◆ **Exercise aim**
Each line of the material below should be retyped precisely as it appears.

◆ **Given data**
//! CLI command definitions and execution
//!
//! This module contains all CLI commands and their implementations.
//! Each storage command validates its flags, builds an S3 client from the
//! resolved connection config and runs exactly one operation.

use std::path::PathBuf;

use clap::{Args, Parser, Subcommand};
use s3cli_core::{ConfigManager, ConnectionConfig, ConnectionOverrides, Error, Result};

use crate::exit_code::ExitCode;
use crate::output::{Formatter, OutputConfig};

mod completions;
mod delete;
mod download;
mod list;
mod upload;

/// s3cli - a small S3 client
///
/// Upload, download, list and delete objects in one bucket of an
/// S3-compatible object store.
#[derive(Parser, Debug)]
#[command(name = "s3cli")]
#[command(author, version, about, long_about = None)]
#[command(propagate_version = true)]
pub struct Cli {
    #[command(flatten)]
    pub connection: ConnectionArgs,

    /// Output format: human-readable or JSON
    #[arg(long, global = true, default_value = "false")]
    pub json: bool,

    /// Disable colored output
    #[arg(long, global = true, default_value = "false")]
    pub no_color: bool,

    /// Disable progress bar
    #[arg(long, global = true, default_value = "false")]
    pub no_progress: bool,

    /// Suppress non-error output
    #[arg(short, long, global = true, default_value = "false")]
    pub quiet: bool,

    /// Enable debug logging
    #[arg(long, global = true, default_value = "false")]
    pub debug: bool,

    #[command(subcommand)]
    pub command: Commands,
}

/// Connection flags shared by every storage command
#[derive(Args, Debug, Default)]
pub struct ConnectionArgs {
    /// S3 access key ID
    #[arg(long, global = true, env = "S3CLI_ACCESSKEY")]
    pub accesskey: Option<String>,

    /// S3 secret access key
    #[arg(long, global = true, env = "S3CLI_PRIVATEKEY", hide_env_values = true)]
    pub privatekey: Option<String>,

    /// S3 endpoint URL
    #[arg(long, global = true, env = "S3CLI_ENDPOINT")]
    pub endpoint: Option<String>,

    /// Region used for request signing
    #[arg(long, global = true, env = "S3CLI_REGION")]
    pub region: Option<String>,

    /// Bucket to operate on
    #[arg(long, global = true, env = "S3CLI_BUCKET")]
    pub bucket: Option<String>,

    /// Use path-style addressing (endpoint/bucket/key)
    #[arg(
        long,
        global = true,
        env = "S3CLI_FORCEPATH",
        num_args = 0..=1,
        default_missing_value = "true",
        require_equals = true
    )]
    pub forcepath: Option<bool>,

    /// Config file (default: ~/.s3cli.yaml)
    #[arg(long, global = true, env = "S3CLI_CONFIG")]
    pub config: Option<PathBuf>,
}

impl ConnectionArgs {
    fn overrides(&self) -> ConnectionOverrides {
        ConnectionOverrides {
            access_key: self.accesskey.clone(),
            secret_key: self.privatekey.clone(),
            endpoint: self.endpoint.clone(),
            region: self.region.clone(),
            bucket: self.bucket.clone(),
            force_path_style: self.forcepath,
        }
    }

    /// Merge these flags with the config file and defaults
    pub fn resolve(&self) -> Result<ConnectionConfig> {
        let manager = match &self.config {
            Some(path) => ConfigManager::with_path(path.clone()),
            None => ConfigManager::new()?,
        };
        let file = manager.load()?;
        let config = ConnectionConfig::resolve(self.overrides(), file);
        tracing::debug!(?config, "Resolved connection config");
        Ok(config)
    }
}

#[derive(Subcommand, Debug)]
pub enum Commands {
    /// Upload a local file to the bucket
    Upload(upload::UploadArgs),

    /// Download an object to a local file
    Download(download::DownloadArgs),

    /// List objects under a prefix
    List(list::ListArgs),

    /// Delete an object
    Delete(delete::DeleteArgs),

    /// Generate shell completion scripts
    Completions(completions::CompletionsArgs),
}

/// Execute the CLI command and return an exit code
pub async fn execute(cli: Cli) -> ExitCode {
    let output_config = OutputConfig {
        json: cli.json,
        no_color: cli.no_color,
        no_progress: cli.no_progress,
        quiet: cli.quiet,
    };

    match cli.command {
        Commands::Upload(args) => upload::execute(args, &cli.connection, output_config).await,
        Commands::Download(args) => {
            download::execute(args, &cli.connection, output_config).await
        }
        Commands::List(args) => list::execute(args, &cli.connection, output_config).await,
        Commands::Delete(args) => delete::execute(args, &cli.connection, output_config).await,
        Commands::Completions(args) => completions::execute(args),
    }
}

/// Print an error and map it to its exit code
pub(crate) fn report_error(formatter: &Formatter, err: &Error) -> ExitCode {
    formatter.error(&err.to_string());
    ExitCode::from(err)
}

◆ **Response below**
//! CLI command definitions and execution
//!
//! This module contains all CLI commands and their implementations.
//! Each storage command validates its flags, builds an S3 client from the
//! resolved connection config and runs exactly one operation.

use std::path::PathBuf;

use clap::{Args, Parser, Subcommand};
use s3cli_core::{ConfigManager, ConnectionConfig, ConnectionOverrides, Error, Result};

use crate::exit_code::ExitCode;
use crate::output::{Formatter, OutputConfig};

mod completions;
mod delete;
mod download;
mod list;
mod upload;

/// s3cli - a small S3 client
///
/// Upload, download, list and delete objects in one bucket of an
/// S3-compatible object store.
#[derive(Parser, Debug)]
#[command(name = "s3cli")]
#[command(author, version, about, long_about = None)]
#[command(propagate_version = true)]
pub struct Cli {
    #[command(flatten)]
    pub connection: ConnectionArgs,

    /// Output format: human-readable or JSON
    #[arg(long, global = true, default_value = "false")]
    pub json: bool,

    /// Disable colored output
    #[arg(long, global = true, default_value = "false")]
    pub no_color: bool,

    /// Disable progress bar
    #[arg(long, global = true, default_value = "false")]
    pub no_progress: bool,

    /// Suppress non-error output
    #[arg(short, long, global = true, default_value = "false")]
    pub quiet: bool,

    /// Enable debug logging
    #[arg(long, global = true, default_value = "false")]
    pub debug: bool,

    #[command(subcommand)]
    pub command: Commands,
}

/// Connection flags shared by every storage command
#[derive(Args, Debug, Default)]
pub struct ConnectionArgs {
    /// S3 access key ID
    #[arg(long, global = true, env = "S3CLI_ACCESSKEY")]
    pub accesskey: Option<String>,

    /// S3 secret access key
    #[arg(long, global = true, env = "S3CLI_PRIVATEKEY", hide_env_values = true)]
    pub privatekey: Option<String>,

    /// S3 endpoint URL
    #[arg(long, global = true, env = "S3CLI_ENDPOINT")]
    pub endpoint: Option<String>,

    /// Region used for request signing
    #[arg(long, global = true, env = "S3CLI_REGION")]
    pub region: Option<String>,

    /// Bucket to operate on
    #[arg(long, global = true, env = "S3CLI_BUCKET")]
    pub bucket: Option<String>,

    /// Use path-style addressing (endpoint/bucket/key)
    #[arg(
        long,
        global = true,
        env = "S3CLI_FORCEPATH",
        num_args = 0..=1,
        default_missing_value = "true",
        require_equals = true
    )]
    pub forcepath: Option<bool>,

    /// Config file (default: ~/.s3cli.yaml)
    #[arg(long, global = true, env = "S3CLI_CONFIG")]
    pub config: Option<PathBuf>,
}

impl ConnectionArgs {
    fn overrides(&self) -> ConnectionOverrides {
        ConnectionOverrides {
            access_key: self.accesskey.clone(),
            secret_key: self.privatekey.clone(),
            endpoint: self.endpoint.clone(),
            region: self.region.clone(),
            bucket: self.bucket.clone(),
            force_path_style: self.forcepath,
        }
    }

    /// Merge these flags with the config file and defaults
    pub fn resolve(&self) -> Result<ConnectionConfig> {
        let manager = match &self.config {
            Some(path) => ConfigManager::with_path(path.clone()),
            None => ConfigManager::new()?,
        };
        let file = manager.load()?;
        let config = ConnectionConfig::resolve(self.overrides(), file);
        tracing::debug!(?config, "Resolved connection config");
        Ok(config)
    }
}

#[derive(Subcommand, Debug)]
pub enum Commands {
    /// Upload a local file to the bucket
    Upload(upload::UploadArgs),

    /// Download an object to a local file
    Download(download::DownloadArgs),

    /// List objects under a prefix
    List(list::ListArgs),

    /// Delete an object
    Delete(delete::DeleteArgs),

    /// Generate shell completion scripts
    Completions(completions::CompletionsArgs),
}

/// Execute the CLI command and return an exit code
pub async fn execute(cli: Cli) -> ExitCode {
    let output_config = OutputConfig {
        json: cli.json,
        no_color: cli.no_color,
        no_progress: cli.no_progress,
        quiet: cli.quiet,
    };

    match cli.command {
        Commands::Upload(args) => upload::execute(args, &cli.connection, output_config).await,
        Commands::Download(args) => {
            download::execute(args, &cli.connection, output_config).await
        }
        Commands::List(args) => list::execute(args, &cli.connection, output_config).await,
        Commands::Delete(args) => delete::execute(args, &cli.connection, output_config).await,
        Commands::Completions(args) => completions::execute(args),
    }
}

/// Print an error and map it to its exit code
pub(crate) fn report_error(formatter: &Formatter, err: &Error) -> ExitCode {
    formatter.error(&err.to_string());
    ExitCode::from(err)
}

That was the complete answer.